BEGIN Given records

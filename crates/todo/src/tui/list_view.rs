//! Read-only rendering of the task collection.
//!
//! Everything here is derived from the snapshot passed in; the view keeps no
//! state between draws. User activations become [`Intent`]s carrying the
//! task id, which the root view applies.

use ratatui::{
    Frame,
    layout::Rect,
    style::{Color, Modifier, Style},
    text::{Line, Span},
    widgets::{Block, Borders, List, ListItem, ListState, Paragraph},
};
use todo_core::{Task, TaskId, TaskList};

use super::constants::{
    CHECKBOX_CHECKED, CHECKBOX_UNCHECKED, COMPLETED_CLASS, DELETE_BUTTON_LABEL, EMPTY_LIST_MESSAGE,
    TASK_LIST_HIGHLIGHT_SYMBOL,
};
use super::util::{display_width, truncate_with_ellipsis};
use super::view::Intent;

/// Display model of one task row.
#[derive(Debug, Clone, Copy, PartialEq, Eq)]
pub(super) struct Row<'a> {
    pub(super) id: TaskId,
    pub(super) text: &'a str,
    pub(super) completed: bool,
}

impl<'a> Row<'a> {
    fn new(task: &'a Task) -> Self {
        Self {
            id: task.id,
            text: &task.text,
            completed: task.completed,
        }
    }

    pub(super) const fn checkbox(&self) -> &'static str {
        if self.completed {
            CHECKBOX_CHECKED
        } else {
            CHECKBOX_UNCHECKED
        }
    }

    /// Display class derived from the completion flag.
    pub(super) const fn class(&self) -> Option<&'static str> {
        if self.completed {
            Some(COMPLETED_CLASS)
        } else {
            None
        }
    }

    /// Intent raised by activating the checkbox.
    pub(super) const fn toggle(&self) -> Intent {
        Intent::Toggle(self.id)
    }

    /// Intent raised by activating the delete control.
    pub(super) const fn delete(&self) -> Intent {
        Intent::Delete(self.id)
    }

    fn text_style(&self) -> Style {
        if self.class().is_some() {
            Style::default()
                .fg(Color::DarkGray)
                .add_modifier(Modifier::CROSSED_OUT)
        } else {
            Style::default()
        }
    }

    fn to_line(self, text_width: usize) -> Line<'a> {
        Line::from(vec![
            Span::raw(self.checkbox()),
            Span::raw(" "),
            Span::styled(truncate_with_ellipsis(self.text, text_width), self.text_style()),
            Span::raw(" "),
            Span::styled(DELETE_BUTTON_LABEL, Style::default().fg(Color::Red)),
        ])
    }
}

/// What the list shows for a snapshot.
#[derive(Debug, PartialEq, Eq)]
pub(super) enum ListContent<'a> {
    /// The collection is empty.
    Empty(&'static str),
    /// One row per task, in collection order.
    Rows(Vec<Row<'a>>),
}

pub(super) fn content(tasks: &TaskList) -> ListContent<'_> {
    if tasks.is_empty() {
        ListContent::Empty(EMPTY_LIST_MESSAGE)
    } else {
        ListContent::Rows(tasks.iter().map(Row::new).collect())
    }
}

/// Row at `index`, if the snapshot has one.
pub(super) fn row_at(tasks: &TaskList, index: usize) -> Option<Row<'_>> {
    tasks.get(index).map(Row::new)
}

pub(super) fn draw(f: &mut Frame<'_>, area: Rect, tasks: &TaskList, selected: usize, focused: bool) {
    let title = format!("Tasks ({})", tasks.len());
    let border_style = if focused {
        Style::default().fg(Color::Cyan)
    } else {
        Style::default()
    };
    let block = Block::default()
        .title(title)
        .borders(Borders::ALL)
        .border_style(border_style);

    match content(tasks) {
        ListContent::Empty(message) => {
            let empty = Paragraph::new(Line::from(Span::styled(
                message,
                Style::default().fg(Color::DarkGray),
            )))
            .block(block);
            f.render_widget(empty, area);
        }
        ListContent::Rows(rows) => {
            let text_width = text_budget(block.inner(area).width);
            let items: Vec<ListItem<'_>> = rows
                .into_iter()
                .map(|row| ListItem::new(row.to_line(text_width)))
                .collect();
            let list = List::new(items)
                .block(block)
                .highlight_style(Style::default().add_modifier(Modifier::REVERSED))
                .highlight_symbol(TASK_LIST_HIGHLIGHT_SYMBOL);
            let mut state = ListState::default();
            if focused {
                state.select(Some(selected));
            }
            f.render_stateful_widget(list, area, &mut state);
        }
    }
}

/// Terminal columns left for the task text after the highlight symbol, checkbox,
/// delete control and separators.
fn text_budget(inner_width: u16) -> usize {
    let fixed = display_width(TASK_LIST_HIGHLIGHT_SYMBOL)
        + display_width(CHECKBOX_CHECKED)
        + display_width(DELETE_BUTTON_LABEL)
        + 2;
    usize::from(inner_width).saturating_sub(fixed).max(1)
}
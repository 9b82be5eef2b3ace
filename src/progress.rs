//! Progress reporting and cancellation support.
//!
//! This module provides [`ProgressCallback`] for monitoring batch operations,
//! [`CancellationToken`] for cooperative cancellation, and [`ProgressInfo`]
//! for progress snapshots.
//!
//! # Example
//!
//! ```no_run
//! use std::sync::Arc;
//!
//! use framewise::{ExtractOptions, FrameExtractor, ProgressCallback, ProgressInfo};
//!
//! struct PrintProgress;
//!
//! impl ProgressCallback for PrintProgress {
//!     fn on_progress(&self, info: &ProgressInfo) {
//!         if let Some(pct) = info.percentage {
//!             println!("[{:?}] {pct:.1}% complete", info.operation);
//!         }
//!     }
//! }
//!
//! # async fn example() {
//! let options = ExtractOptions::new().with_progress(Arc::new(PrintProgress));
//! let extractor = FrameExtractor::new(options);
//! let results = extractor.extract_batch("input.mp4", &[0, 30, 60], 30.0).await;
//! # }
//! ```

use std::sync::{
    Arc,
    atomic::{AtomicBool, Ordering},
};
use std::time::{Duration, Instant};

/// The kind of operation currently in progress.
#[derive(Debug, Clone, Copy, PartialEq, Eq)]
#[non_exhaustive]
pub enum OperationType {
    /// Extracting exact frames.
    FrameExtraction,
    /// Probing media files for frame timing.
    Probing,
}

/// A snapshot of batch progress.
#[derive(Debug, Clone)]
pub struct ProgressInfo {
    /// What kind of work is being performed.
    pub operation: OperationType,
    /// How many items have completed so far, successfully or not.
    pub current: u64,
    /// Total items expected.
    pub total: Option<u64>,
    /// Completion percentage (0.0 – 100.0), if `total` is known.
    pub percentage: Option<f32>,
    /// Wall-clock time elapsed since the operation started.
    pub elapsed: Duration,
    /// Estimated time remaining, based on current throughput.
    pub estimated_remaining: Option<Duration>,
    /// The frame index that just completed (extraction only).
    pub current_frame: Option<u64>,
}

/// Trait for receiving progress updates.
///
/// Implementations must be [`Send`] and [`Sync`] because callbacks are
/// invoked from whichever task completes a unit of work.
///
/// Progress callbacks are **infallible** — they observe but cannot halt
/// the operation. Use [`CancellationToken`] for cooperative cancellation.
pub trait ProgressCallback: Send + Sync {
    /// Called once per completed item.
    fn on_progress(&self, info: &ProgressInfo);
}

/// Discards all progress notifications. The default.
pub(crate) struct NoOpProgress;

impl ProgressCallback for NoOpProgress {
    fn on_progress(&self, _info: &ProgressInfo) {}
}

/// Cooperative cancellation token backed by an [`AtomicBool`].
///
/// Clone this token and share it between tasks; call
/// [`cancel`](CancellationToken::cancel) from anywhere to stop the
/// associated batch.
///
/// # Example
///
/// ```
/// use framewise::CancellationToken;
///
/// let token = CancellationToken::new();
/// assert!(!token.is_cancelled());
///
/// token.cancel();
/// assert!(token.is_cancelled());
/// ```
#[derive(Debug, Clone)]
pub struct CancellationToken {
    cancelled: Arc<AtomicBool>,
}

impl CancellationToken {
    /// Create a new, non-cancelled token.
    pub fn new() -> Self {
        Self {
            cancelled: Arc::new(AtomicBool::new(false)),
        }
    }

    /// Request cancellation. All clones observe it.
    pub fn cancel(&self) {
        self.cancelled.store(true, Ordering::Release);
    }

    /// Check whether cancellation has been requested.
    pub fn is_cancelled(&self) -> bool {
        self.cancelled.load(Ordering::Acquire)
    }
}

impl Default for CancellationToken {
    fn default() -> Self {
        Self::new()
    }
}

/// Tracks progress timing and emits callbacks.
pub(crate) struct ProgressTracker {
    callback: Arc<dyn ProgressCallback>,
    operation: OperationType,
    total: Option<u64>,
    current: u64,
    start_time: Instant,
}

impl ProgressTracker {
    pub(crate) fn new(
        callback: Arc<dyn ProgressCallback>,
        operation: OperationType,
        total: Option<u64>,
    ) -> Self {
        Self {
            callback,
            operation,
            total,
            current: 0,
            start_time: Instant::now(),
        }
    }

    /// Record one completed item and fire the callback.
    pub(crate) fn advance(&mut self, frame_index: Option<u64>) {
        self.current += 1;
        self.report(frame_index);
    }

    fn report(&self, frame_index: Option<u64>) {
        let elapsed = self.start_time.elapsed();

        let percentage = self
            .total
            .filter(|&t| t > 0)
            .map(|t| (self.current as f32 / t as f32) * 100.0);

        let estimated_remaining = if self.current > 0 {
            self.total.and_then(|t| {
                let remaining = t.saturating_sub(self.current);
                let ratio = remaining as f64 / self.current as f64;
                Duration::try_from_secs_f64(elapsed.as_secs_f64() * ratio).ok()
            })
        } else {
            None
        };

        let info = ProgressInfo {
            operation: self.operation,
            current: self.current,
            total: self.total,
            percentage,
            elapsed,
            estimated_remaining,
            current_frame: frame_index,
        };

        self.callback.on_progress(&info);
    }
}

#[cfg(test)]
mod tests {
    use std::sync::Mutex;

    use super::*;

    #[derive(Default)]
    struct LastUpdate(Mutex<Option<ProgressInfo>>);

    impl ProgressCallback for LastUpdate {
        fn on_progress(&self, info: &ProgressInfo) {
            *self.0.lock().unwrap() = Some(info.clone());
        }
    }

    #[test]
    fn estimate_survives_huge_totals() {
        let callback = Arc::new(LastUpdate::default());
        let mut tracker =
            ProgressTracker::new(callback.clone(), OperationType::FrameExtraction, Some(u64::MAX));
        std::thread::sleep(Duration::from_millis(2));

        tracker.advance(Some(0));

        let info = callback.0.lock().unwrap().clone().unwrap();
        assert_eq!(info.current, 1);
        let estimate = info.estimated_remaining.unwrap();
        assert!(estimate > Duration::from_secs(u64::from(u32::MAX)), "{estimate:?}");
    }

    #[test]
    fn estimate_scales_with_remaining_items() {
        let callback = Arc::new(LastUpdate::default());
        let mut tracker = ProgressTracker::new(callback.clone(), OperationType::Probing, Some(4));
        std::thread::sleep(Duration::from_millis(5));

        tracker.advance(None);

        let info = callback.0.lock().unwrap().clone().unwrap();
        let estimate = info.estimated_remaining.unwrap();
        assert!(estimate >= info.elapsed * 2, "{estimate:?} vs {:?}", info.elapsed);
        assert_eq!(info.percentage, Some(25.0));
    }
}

END Given records

Problem
Using the data above, show each line where "Modifier" occurs.

Response for this exercise
    style::{Color, Modifier, Style},
                .add_modifier(Modifier::CROSSED_OUT)
                .highlight_style(Style::default().add_modifier(Modifier::REVERSED))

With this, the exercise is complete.